Task requirements => Word for word, restate the records that come after this.

Dataset entries =>
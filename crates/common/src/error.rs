//! Error types for ragdemo.

use thiserror::Error;

#[derive(Error, Debug)]
pub enum RagError {
    #[error("Model unavailable: {0}")]
    ModelUnavailable(String),

    #[error("Generation failed: {0}")]
    GenerationFailed(String),

    #[error("Vector store error: {0}")]
    Store(String),

    #[error("Document error: {0}")]
    Document(String),

    #[error("Configuration error: {0}")]
    Config(String),

    #[error("Embedding dimension mismatch: expected {expected}, got {actual}")]
    DimensionMismatch { expected: usize, actual: usize },

    #[error("IO error: {0}")]
    Io(#[from] std::io::Error),

    #[error("Serialization error: {0}")]
    Serialization(#[from] serde_json::Error),
}

impl RagError {
    /// Stable machine-readable code, used in API error bodies.
    pub fn code(&self) -> &'static str {
        match self {
            RagError::ModelUnavailable(_) => "MODEL_UNAVAILABLE",
            RagError::GenerationFailed(_) => "GENERATION_FAILED",
            RagError::Store(_) => "STORE_ERROR",
            RagError::Document(_) => "DOCUMENT_ERROR",
            RagError::Config(_) => "CONFIG_ERROR",
            RagError::DimensionMismatch { .. } => "DIMENSION_MISMATCH",
            RagError::Io(_) => "IO_ERROR",
            RagError::Serialization(_) => "SERIALIZATION_ERROR",
        }
    }
}

pub type Result<T> = std::result::Result<T, RagError>;

#[cfg(test)]
mod tests {
    use super::*;

    #[test]
    fn dimension_mismatch_message() {
        let err = RagError::DimensionMismatch {
            expected: 384,
            actual: 768,
        };
        assert_eq!(
            err.to_string(),
            "Embedding dimension mismatch: expected 384, got 768"
        );
        assert_eq!(err.code(), "DIMENSION_MISMATCH");
    }

    #[test]
    fn io_errors_convert() {
        fn open() -> Result<()> {
            Err(std::io::Error::new(std::io::ErrorKind::NotFound, "gone"))?;
            Ok(())
        }
        let err = open().unwrap_err();
        assert!(matches!(err, RagError::Io(_)));
        assert_eq!(err.code(), "IO_ERROR");
    }
}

Solution to this task =>
filename crates/common/src/error.rs
//! Error types for ragdemo.

use thiserror::Error;

#[derive(Error, Debug)]
pub enum RagError {
    #[error("Model unavailable: {0}")]
    ModelUnavailable(String),

    #[error("Generation failed: {0}")]
    GenerationFailed(String),

    #[error("Vector store error: {0}")]
    Store(String),

    #[error("Document error: {0}")]
    Document(String),

    #[error("Configuration error: {0}")]
    Config(String),

    #[error("Embedding dimension mismatch: expected {expected}, got {actual}")]
    DimensionMismatch { expected: usize, actual: usize },

    #[error("IO error: {0}")]
    Io(#[from] std::io::Error),

    #[error("Serialization error: {0}")]
    Serialization(#[from] serde_json::Error),
}

impl RagError {
    /// Stable machine-readable code, used in API error bodies.
    pub fn code(&self) -> &'static str {
        match self {
            RagError::ModelUnavailable(_) => "MODEL_UNAVAILABLE",
            RagError::GenerationFailed(_) => "GENERATION_FAILED",
            RagError::Store(_) => "STORE_ERROR",
            RagError::Document(_) => "DOCUMENT_ERROR",
            RagError::Config(_) => "CONFIG_ERROR",
            RagError::DimensionMismatch { .. } => "DIMENSION_MISMATCH",
            RagError::Io(_) => "IO_ERROR",
            RagError::Serialization(_) => "SERIALIZATION_ERROR",
        }
    }
}

pub type Result<T> = std::result::Result<T, RagError>;

#[cfg(test)]
mod tests {
    use super::*;

    #[test]
    fn dimension_mismatch_message() {
        let err = RagError::DimensionMismatch {
            expected: 384,
            actual: 768,
        };
        assert_eq!(
            err.to_string(),
            "Embedding dimension mismatch: expected 384, got 768"
        );
        assert_eq!(err.code(), "DIMENSION_MISMATCH");
    }

    #[test]
    fn io_errors_convert() {
        fn open() -> Result<()> {
            Err(std::io::Error::new(std::io::ErrorKind::NotFound, "gone"))?;
            Ok(())
        }
        let err = open().unwrap_err();
        assert!(matches!(err, RagError::Io(_)));
        assert_eq!(err.code(), "IO_ERROR");
    }
}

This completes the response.